Hanson had help in the form of the Tom of Finland Foundation, an L.A.–based nonprofit cofounded by Tom himself in 1984. An early appreciator, foundation president Durk Dehner helped form the nonprofit to promote Tom’s career. “I liked the man,” Dehner says. “I found him to be a very authentic person and a very amazing talent.”

Tom of Finland XXL offers an opportunity to legitimize the work of an artist still dismissed in both art circles and the queer community. True, the aesthetic is steeped in impossibly chiseled, masculine men with enormous erections engaging in all kinds of sexual play, but Tom of Finland XXL goes beyond graphic sex to reveal the artist’s sense of humor, his lesser-known drawings of black men and women and his unabashed disregard for so-called top/bottom dynamics. By presenting the bulk of Tom’s work, the book reveals his desire to paint an unadulterated (and undomestic) picture of gay male sexuality as both liberating and bonding.

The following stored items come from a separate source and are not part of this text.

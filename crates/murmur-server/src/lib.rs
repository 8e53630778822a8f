mod cors;

use std::net::SocketAddr;
use std::sync::Arc;

use axum::Router;
use murmur_config::Config;
use tower_http::trace::TraceLayer;
use tts::TtsState;

/// Assembled server with all routes and middleware
pub struct Server {
    router: Router,
    listen_address: SocketAddr,
    tts: Arc<TtsState>,
}

impl Server {
    /// Build the server from configuration
    ///
    /// Loads the speech model once; the resulting provider is shared by
    /// every request.
    ///
    /// # Errors
    ///
    /// Returns an error if the artifact directory cannot be prepared or the
    /// model configuration is unusable
    pub async fn new(config: &Config) -> anyhow::Result<Self> {
        let tts_state = tts::build_state(&config.tts).await?;

        Ok(Self::with_state(config, tts_state))
    }

    /// Build the server around an already constructed speech state
    pub fn with_state(config: &Config, tts_state: Arc<TtsState>) -> Self {
        let mut app = tts::endpoint_router();

        // Health check
        if config.server.health.enabled {
            app = app.route(&config.server.health.path, axum::routing::get(tts::health));
        }

        let mut app = app.with_state(Arc::clone(&tts_state));

        // Tracing
        app = app.layer(TraceLayer::new_for_http());

        // CORS
        if config.server.cors.enabled {
            app = app.layer(cors::cors_layer(&config.server.cors));
        }

        Self {
            router: app,
            listen_address: config.server.listen_address,
            tts: tts_state,
        }
    }

    /// Get the configured listen address
    #[must_use]
    pub const fn listen_address(&self) -> SocketAddr {
        self.listen_address
    }

    /// Speech state shared with the handlers
    #[must_use]
    pub fn tts(&self) -> &TtsState {
        &self.tts
    }

    /// Consume the server and return the inner router
    ///
    /// Useful for testing when the caller manages the listener
    pub fn into_router(self) -> Router {
        self.router
    }

    /// Start serving requests
    ///
    /// Blocks until the cancellation token is triggered.
    ///
    /// # Errors
    ///
    /// Returns an error if binding the TCP listener or serving fails
    pub async fn serve(self, shutdown: tokio_util::sync::CancellationToken) -> anyhow::Result<()> {
        let listener = tokio::net::TcpListener::bind(self.listen_address)
            .await
            .map_err(|e| anyhow::anyhow!("failed to bind {}: {e}", self.listen_address))?;
        let local_addr = listener.local_addr()?;

        let tts = self.tts();
        let server_type = if tts.model_loaded() { "model" } else { "silence" };
        tracing::info!(%local_addr, provider = tts.provider().name(), "{server_type} TTS server listening");
        tracing::info!("artifacts in {}", tts.store().root().display());
        tracing::info!("GET  /health     - health check");
        tracing::info!("POST /api/tts    - text-to-speech");
        tracing::info!("GET  /api/voices - active voice");

        axum::serve(listener, self.router)
            .with_graceful_shutdown(async move {
                shutdown.cancelled().await;
                tracing::info!("graceful shutdown initiated");
            })
            .await?;

        Ok(())
    }
}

“When I was growing up, there was definitely a lot of stigma with being queer; it wasn’t very manly,” Dehner, 59, says. “He gave all these young guys an identity. He was our frontier guy who led the troops by giving us a visual identity to hold on to.”

Still, Hanson acknowledges that a wider scope of Tom’s work may not convince any naysayers. “I don’t know that the book will change the position of the few people who look at it and only see insertions,” she says. “There will always be people who can’t see past the explicit content.”

The real question is whether the hefty price tag will keep away even Tom’s most ardent fans. Hanson admits the price point might keep the hobbyists out, yet Dehner hopes the book will reach an international audience, namely Finland, where Tom lived and worked most of his life.

Dehner also hopes it helps reverse the decline in erotic-art appreciation. “Our community is responsible for increasing its value,” he says. “We used to have it on our walls and in our bars. That renaissance became homogenized. It had its high and completed itself.” Dehner thinks Tom of Finland XXL might ignite another renaissance. “Is there any other artist that we ejaculate to and have on our coffee table?”

Tom of Finland XXL is available Wednesday 22 at Unabridged Bookstore.